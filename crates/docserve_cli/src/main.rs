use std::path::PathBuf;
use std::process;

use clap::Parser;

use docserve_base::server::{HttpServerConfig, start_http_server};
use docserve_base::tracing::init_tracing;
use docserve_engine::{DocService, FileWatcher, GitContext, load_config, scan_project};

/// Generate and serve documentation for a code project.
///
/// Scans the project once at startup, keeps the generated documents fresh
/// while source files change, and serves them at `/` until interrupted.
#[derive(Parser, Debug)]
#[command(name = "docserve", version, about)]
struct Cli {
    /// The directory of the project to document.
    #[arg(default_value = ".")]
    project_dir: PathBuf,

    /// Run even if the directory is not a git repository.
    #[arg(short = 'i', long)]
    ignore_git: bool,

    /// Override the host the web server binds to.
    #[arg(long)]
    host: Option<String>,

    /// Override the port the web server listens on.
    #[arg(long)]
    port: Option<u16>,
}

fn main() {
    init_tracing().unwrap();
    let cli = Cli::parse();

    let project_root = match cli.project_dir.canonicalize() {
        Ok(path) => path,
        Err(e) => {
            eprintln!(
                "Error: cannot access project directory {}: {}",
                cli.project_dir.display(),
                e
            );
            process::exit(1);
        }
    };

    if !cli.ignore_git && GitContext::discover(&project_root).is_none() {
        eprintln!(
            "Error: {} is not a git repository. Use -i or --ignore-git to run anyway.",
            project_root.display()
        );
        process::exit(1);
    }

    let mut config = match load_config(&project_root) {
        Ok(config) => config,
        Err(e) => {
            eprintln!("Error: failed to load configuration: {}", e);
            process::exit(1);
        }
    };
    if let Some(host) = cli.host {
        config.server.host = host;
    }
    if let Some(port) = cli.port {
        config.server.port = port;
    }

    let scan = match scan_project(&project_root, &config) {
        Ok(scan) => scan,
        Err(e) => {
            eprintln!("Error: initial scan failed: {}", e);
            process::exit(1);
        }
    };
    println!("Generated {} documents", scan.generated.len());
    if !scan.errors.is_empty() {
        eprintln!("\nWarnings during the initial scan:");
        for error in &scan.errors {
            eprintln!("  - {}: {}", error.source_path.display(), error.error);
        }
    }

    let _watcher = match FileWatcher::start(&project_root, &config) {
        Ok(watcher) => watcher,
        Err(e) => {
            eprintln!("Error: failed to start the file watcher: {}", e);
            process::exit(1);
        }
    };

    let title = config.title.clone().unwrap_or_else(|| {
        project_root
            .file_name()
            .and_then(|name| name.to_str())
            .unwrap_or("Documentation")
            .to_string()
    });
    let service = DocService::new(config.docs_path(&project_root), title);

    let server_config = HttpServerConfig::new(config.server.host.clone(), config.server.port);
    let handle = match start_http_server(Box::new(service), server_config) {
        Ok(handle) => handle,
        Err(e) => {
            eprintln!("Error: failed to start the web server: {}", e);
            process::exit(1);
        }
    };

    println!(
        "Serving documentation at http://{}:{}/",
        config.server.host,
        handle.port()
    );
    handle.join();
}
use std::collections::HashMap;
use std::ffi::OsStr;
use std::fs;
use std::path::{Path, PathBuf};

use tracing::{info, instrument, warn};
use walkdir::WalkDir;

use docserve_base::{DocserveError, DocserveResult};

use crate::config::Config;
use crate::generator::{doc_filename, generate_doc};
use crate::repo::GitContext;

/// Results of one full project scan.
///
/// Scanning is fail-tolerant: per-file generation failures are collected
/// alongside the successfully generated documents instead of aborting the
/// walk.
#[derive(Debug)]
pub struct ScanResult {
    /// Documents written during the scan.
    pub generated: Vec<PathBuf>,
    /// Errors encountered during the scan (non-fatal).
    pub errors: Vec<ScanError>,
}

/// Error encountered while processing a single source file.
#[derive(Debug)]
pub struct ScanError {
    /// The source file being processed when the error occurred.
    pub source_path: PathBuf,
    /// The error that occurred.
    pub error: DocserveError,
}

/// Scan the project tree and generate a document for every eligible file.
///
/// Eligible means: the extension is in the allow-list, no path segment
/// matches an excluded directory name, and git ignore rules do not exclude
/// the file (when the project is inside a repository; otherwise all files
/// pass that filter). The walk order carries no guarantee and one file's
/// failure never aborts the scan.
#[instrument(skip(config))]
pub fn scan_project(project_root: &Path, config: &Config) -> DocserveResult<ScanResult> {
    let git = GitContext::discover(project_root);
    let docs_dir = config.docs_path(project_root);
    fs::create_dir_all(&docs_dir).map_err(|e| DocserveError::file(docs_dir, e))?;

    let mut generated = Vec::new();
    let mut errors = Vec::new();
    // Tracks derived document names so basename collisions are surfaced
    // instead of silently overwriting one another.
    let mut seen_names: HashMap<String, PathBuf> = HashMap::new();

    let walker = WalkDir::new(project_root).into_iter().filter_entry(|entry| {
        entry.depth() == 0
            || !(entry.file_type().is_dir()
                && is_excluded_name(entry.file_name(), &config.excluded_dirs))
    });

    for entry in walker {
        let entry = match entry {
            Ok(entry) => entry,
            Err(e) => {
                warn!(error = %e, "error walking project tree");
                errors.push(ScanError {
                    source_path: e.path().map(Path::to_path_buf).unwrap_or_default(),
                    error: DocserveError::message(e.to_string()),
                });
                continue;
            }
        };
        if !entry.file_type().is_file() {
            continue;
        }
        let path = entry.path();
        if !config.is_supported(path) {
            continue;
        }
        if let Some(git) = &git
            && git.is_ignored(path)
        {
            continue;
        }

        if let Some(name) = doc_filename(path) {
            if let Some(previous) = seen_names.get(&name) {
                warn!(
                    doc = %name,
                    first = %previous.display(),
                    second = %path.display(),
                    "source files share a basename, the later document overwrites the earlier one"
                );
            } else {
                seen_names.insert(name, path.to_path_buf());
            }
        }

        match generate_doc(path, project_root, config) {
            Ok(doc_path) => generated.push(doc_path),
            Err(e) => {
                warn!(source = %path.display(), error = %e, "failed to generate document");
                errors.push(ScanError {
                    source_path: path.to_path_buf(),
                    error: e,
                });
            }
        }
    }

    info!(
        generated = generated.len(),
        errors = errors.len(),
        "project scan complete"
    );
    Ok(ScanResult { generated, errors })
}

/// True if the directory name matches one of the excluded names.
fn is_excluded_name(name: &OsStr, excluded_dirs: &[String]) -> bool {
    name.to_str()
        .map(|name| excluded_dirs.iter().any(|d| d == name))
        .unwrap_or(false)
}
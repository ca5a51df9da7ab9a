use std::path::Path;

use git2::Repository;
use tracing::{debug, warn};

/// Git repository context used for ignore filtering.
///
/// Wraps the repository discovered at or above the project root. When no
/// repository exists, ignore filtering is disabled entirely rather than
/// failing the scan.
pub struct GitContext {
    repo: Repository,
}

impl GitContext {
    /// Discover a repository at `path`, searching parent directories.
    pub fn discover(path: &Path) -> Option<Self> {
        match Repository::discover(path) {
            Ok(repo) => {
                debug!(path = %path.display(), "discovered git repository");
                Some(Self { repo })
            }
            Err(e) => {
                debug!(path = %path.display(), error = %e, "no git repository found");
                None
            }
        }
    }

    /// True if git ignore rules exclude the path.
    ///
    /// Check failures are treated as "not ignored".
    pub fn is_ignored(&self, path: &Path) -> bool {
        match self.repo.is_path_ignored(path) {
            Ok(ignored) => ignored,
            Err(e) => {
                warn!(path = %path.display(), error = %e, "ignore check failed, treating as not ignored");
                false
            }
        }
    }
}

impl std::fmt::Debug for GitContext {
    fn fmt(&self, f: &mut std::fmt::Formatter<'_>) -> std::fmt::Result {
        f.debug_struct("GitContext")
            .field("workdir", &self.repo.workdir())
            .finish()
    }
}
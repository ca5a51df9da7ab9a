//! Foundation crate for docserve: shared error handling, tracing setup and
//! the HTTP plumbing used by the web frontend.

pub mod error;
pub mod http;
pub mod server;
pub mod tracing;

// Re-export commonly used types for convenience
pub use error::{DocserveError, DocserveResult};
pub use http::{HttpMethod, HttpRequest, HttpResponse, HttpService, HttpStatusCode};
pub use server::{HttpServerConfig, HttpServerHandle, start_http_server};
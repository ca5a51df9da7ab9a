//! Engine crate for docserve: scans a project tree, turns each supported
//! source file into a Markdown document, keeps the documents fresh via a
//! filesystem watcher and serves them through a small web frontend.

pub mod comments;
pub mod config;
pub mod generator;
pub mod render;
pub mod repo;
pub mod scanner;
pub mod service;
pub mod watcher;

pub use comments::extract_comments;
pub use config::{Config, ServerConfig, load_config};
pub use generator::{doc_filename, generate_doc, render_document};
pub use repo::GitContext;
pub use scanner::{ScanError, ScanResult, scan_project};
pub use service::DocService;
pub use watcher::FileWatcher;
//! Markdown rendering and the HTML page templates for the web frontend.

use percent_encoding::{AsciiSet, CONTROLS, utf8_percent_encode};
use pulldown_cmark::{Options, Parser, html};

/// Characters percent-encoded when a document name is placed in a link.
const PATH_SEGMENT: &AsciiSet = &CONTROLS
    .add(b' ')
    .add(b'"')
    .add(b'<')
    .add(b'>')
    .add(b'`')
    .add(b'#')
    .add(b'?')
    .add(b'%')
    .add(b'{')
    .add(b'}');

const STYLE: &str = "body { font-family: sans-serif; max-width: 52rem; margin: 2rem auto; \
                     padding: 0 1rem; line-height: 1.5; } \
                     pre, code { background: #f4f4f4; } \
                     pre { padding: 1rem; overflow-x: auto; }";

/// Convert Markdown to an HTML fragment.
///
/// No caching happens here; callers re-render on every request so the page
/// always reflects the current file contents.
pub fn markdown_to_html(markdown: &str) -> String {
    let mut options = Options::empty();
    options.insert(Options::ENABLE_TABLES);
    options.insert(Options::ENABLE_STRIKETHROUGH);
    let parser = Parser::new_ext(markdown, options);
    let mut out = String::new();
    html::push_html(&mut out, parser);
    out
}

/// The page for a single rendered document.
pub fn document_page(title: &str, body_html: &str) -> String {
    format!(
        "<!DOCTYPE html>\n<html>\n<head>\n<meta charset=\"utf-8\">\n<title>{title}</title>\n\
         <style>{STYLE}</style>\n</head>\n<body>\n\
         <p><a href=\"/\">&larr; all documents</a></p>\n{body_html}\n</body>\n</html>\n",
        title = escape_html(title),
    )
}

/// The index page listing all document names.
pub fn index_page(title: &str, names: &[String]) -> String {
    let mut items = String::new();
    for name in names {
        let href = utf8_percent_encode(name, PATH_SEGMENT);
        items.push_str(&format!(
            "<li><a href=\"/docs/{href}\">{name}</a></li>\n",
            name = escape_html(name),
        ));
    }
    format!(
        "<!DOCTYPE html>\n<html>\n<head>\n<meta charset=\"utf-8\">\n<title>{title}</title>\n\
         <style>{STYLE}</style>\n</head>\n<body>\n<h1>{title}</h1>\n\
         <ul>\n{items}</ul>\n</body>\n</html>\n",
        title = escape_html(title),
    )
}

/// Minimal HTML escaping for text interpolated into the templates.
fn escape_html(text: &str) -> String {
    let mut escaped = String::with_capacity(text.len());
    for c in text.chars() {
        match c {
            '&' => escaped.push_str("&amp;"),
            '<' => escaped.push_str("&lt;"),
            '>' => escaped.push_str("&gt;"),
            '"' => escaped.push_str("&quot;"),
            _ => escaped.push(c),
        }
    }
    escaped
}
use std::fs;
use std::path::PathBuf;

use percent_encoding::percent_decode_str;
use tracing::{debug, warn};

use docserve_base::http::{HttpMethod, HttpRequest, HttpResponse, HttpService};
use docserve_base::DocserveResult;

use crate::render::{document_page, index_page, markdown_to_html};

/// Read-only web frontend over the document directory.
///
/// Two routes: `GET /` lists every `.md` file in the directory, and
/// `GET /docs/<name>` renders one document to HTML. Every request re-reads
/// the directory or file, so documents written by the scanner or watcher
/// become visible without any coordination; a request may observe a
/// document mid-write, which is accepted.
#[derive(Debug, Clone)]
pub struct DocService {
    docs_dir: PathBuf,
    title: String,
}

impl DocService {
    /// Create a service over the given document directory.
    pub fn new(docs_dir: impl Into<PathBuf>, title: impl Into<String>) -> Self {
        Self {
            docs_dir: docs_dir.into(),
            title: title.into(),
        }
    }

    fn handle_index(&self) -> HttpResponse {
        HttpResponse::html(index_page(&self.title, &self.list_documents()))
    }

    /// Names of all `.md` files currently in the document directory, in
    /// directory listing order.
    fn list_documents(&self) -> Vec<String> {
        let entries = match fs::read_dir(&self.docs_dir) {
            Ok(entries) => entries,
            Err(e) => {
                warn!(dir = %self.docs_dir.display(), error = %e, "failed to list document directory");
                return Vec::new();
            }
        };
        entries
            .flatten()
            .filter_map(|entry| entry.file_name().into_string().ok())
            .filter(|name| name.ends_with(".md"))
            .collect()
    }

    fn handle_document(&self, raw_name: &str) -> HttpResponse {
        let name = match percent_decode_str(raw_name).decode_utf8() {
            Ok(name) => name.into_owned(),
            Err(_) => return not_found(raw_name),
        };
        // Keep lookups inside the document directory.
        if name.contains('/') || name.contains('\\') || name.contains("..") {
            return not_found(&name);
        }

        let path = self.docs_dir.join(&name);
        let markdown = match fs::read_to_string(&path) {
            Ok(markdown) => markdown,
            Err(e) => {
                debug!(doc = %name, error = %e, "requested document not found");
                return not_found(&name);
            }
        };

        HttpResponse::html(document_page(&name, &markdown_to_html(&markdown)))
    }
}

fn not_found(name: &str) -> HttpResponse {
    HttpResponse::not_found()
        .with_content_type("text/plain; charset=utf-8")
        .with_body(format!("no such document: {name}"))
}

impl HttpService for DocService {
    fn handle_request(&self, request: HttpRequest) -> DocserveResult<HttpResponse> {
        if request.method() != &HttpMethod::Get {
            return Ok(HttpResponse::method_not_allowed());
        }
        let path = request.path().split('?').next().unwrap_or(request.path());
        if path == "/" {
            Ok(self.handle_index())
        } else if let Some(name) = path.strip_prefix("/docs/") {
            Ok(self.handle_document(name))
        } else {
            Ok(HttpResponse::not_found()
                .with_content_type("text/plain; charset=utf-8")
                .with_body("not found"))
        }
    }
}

_EXERCISE BRIEF_
Using the entries above, extract exactly the span from the line with "Check failures are" to the line with "fresh via a", both lines included; leave out everything else.

_ANSWER SECTION_
    /// Check failures are treated as "not ignored".
    pub fn is_ignored(&self, path: &Path) -> bool {
        match self.repo.is_path_ignored(path) {
            Ok(ignored) => ignored,
            Err(e) => {
                warn!(path = %path.display(), error = %e, "ignore check failed, treating as not ignored");
                false
            }
        }
    }
}

impl std::fmt::Debug for GitContext {
    fn fmt(&self, f: &mut std::fmt::Formatter<'_>) -> std::fmt::Result {
        f.debug_struct("GitContext")
            .field("workdir", &self.repo.workdir())
            .finish()
    }
}
repository ca5a51df9da7ab9a
//! Foundation crate for docserve: shared error handling, tracing setup and
//! the HTTP plumbing used by the web frontend.

pub mod error;
pub mod http;
pub mod server;
pub mod tracing;

// Re-export commonly used types for convenience
pub use error::{DocserveError, DocserveResult};
pub use http::{HttpMethod, HttpRequest, HttpResponse, HttpService, HttpStatusCode};
pub use server::{HttpServerConfig, HttpServerHandle, start_http_server};
repository ca5a51df9da7ab9a
//! Engine crate for docserve: scans a project tree, turns each supported
//! source file into a Markdown document, keeps the documents fresh via a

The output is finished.